▸ Requirement
Of all the entries below, retype only the lines from the one with "Validates every tag" through the one with "block.produces_output = ty.has_tag(PRODUCES_OUTPUT_TAG);", exactly as they appear.

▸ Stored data
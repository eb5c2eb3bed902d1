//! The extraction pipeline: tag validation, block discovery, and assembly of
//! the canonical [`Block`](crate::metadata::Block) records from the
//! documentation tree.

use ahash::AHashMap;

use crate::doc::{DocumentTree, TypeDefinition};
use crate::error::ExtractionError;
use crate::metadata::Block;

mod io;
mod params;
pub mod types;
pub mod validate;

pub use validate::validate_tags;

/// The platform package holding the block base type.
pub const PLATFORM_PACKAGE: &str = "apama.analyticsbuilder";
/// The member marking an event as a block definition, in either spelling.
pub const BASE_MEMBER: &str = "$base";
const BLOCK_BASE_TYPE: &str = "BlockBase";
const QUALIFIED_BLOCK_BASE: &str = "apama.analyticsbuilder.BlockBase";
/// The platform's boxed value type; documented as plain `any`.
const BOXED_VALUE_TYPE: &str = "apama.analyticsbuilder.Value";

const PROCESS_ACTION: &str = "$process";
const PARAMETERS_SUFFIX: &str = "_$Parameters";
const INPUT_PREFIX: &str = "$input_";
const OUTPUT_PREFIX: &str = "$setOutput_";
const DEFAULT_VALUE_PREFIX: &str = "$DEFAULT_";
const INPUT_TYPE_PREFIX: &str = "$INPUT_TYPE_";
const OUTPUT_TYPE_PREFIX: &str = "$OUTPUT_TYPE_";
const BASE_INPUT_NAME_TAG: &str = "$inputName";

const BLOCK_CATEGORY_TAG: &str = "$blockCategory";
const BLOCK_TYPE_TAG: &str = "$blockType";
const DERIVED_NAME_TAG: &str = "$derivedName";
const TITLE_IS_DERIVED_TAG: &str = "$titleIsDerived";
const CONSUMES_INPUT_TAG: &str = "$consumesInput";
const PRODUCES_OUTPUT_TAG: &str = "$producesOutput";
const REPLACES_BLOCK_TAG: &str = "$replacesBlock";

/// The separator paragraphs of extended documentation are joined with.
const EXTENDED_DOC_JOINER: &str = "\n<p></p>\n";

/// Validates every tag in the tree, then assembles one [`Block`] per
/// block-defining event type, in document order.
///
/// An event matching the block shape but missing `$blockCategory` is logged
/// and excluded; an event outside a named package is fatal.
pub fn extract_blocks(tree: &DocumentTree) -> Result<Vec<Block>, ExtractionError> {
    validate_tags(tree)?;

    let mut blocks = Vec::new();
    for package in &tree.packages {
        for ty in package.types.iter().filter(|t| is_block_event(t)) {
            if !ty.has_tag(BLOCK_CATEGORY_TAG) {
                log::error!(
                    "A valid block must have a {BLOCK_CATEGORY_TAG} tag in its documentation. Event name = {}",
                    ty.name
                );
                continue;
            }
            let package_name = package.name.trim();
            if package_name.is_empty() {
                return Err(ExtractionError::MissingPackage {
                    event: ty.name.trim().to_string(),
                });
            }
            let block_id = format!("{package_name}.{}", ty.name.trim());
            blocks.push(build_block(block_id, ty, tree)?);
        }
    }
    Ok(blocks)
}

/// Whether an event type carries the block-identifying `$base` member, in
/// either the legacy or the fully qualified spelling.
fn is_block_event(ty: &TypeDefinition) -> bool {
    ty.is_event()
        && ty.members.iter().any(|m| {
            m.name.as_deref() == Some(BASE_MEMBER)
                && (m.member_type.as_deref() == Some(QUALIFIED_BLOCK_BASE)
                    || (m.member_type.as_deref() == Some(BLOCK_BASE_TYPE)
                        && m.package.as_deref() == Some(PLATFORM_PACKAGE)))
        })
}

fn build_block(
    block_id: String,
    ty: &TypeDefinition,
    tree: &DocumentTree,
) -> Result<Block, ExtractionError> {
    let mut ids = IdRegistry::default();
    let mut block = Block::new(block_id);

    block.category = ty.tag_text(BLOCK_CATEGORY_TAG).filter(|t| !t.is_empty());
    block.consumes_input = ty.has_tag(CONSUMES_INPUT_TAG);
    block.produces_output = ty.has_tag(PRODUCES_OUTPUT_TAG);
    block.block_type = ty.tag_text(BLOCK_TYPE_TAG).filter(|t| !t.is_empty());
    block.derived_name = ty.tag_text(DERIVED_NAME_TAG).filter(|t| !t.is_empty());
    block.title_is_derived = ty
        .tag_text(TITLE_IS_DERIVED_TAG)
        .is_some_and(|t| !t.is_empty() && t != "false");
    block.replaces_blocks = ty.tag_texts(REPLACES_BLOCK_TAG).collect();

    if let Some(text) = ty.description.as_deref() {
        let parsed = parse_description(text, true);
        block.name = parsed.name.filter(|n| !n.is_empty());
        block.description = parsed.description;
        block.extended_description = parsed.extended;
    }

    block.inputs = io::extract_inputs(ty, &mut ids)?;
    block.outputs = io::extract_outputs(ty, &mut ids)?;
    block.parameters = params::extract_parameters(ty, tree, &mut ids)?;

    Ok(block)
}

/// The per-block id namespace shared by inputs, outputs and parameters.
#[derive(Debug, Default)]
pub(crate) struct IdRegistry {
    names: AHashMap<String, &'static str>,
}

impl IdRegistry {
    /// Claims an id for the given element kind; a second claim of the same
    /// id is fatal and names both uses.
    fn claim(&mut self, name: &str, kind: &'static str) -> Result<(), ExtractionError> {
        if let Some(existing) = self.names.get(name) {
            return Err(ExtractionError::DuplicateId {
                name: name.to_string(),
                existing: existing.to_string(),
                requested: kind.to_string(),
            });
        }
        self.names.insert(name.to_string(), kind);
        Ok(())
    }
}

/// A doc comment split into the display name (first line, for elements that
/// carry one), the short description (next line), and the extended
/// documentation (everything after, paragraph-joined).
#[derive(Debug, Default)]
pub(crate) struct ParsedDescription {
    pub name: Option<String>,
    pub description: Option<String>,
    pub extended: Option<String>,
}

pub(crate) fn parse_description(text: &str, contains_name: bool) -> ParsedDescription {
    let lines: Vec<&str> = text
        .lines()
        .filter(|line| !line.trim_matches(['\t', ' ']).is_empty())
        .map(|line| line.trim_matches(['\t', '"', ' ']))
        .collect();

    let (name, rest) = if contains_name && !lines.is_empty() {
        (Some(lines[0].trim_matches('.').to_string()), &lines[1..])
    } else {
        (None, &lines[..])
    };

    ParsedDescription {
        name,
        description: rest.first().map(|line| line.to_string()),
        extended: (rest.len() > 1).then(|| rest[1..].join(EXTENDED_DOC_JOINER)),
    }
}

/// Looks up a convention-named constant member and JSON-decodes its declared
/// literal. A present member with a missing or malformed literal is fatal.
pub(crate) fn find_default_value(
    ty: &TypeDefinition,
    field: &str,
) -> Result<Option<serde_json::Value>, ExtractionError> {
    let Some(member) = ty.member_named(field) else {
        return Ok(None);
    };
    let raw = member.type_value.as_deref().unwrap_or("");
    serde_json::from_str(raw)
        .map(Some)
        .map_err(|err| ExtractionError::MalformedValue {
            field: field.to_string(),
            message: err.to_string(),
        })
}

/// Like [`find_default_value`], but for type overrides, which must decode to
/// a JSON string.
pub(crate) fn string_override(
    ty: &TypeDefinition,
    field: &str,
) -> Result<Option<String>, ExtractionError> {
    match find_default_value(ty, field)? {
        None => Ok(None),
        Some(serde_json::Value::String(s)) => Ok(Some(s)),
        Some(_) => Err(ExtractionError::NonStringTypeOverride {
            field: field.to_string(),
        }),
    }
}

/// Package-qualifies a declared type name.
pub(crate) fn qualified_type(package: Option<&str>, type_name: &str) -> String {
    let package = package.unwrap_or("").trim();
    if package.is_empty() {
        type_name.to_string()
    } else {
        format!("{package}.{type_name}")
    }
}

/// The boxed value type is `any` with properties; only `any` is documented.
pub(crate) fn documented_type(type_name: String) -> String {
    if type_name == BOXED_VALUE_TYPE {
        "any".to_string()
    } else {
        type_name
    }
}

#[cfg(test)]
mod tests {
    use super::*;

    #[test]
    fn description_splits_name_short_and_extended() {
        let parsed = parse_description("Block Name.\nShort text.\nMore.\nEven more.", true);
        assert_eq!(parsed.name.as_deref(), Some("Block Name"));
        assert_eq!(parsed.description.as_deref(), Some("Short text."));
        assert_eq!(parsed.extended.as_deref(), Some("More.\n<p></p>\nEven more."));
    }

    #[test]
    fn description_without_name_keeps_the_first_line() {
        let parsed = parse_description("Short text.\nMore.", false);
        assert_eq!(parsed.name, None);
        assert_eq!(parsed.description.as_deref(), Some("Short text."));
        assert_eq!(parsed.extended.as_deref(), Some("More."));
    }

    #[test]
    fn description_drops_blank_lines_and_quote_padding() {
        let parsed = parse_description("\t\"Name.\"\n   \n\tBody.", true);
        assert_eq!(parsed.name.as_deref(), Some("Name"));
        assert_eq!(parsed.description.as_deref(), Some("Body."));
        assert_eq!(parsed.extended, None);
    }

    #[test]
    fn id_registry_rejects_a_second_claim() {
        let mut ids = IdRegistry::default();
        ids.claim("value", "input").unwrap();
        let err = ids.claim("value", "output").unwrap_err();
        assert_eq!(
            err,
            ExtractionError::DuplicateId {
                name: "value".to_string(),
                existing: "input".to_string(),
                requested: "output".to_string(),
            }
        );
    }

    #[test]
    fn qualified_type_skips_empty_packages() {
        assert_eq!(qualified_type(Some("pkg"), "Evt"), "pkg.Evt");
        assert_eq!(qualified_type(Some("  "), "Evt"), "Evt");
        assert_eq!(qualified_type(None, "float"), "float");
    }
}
--
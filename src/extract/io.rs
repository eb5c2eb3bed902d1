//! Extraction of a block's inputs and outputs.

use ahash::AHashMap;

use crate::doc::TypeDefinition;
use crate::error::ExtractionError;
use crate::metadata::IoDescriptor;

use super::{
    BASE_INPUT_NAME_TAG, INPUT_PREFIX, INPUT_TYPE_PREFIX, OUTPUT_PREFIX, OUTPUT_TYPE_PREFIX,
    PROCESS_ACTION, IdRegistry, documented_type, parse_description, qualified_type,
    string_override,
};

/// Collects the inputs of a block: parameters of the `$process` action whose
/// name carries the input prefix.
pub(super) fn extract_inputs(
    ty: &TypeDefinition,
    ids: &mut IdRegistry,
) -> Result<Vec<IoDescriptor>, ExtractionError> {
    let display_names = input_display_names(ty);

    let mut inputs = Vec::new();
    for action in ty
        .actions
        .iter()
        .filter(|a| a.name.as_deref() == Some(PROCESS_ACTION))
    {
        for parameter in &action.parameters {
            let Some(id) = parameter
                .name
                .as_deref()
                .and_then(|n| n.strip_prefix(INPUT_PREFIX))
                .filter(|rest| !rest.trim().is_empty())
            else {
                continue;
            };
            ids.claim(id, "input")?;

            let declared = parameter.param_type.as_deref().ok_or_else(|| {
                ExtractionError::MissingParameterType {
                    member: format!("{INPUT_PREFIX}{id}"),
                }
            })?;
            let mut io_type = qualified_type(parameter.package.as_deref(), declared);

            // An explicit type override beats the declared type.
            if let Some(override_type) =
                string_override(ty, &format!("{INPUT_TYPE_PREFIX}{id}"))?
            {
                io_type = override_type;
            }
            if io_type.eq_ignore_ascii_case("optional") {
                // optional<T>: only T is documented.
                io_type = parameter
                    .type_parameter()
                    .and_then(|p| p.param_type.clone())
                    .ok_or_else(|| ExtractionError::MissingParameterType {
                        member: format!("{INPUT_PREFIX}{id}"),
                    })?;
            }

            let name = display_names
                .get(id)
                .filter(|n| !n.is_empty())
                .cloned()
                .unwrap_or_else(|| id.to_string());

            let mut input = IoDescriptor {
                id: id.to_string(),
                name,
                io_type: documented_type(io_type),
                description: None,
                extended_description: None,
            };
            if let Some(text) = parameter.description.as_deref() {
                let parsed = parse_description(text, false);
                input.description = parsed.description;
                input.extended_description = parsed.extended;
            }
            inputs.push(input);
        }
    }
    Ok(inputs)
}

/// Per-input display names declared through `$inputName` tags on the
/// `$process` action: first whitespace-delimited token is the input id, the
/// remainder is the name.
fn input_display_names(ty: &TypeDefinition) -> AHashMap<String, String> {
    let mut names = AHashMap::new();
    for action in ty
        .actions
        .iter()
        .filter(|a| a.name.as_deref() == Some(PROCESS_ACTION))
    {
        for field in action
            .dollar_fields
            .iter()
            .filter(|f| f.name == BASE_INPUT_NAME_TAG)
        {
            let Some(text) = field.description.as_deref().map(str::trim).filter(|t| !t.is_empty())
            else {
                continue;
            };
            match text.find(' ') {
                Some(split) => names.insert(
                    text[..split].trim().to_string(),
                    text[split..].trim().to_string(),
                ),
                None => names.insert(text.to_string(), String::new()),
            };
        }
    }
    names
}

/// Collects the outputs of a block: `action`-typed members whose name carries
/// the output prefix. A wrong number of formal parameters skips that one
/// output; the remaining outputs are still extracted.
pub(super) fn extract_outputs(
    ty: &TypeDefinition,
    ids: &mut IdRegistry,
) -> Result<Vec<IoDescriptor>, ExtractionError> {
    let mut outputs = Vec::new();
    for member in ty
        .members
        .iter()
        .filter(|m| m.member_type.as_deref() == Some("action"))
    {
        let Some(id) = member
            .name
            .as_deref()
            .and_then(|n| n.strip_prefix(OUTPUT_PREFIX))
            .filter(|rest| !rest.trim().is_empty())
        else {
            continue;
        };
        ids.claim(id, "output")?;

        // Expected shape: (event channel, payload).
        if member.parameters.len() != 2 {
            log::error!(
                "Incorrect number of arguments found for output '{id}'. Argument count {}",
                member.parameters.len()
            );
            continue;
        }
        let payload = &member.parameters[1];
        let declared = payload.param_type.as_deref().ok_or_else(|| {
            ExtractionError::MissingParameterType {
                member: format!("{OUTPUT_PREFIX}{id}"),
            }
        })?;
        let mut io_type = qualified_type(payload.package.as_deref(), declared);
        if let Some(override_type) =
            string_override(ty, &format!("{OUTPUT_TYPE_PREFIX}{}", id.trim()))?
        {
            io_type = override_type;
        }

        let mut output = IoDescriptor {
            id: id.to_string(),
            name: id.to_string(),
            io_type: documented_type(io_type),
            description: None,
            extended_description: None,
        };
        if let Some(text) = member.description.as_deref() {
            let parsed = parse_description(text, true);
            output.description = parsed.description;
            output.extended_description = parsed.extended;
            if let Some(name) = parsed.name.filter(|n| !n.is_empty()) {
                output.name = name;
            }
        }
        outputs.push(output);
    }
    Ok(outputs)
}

▸ Completed exercise
/// Validates every tag in the tree, then assembles one [`Block`] per
/// block-defining event type, in document order.
///
/// An event matching the block shape but missing `$blockCategory` is logged
/// and excluded; an event outside a named package is fatal.
pub fn extract_blocks(tree: &DocumentTree) -> Result<Vec<Block>, ExtractionError> {
    validate_tags(tree)?;

    let mut blocks = Vec::new();
    for package in &tree.packages {
        for ty in package.types.iter().filter(|t| is_block_event(t)) {
            if !ty.has_tag(BLOCK_CATEGORY_TAG) {
                log::error!(
                    "A valid block must have a {BLOCK_CATEGORY_TAG} tag in its documentation. Event name = {}",
                    ty.name
                );
                continue;
            }
            let package_name = package.name.trim();
            if package_name.is_empty() {
                return Err(ExtractionError::MissingPackage {
                    event: ty.name.trim().to_string(),
                });
            }
            let block_id = format!("{package_name}.{}", ty.name.trim());
            blocks.push(build_block(block_id, ty, tree)?);
        }
    }
    Ok(blocks)
}

/// Whether an event type carries the block-identifying `$base` member, in
/// either the legacy or the fully qualified spelling.
fn is_block_event(ty: &TypeDefinition) -> bool {
    ty.is_event()
        && ty.members.iter().any(|m| {
            m.name.as_deref() == Some(BASE_MEMBER)
                && (m.member_type.as_deref() == Some(QUALIFIED_BLOCK_BASE)
                    || (m.member_type.as_deref() == Some(BLOCK_BASE_TYPE)
                        && m.package.as_deref() == Some(PLATFORM_PACKAGE)))
        })
}

fn build_block(
    block_id: String,
    ty: &TypeDefinition,
    tree: &DocumentTree,
) -> Result<Block, ExtractionError> {
    let mut ids = IdRegistry::default();
    let mut block = Block::new(block_id);

    block.category = ty.tag_text(BLOCK_CATEGORY_TAG).filter(|t| !t.is_empty());
    block.consumes_input = ty.has_tag(CONSUMES_INPUT_TAG);
    block.produces_output = ty.has_tag(PRODUCES_OUTPUT_TAG);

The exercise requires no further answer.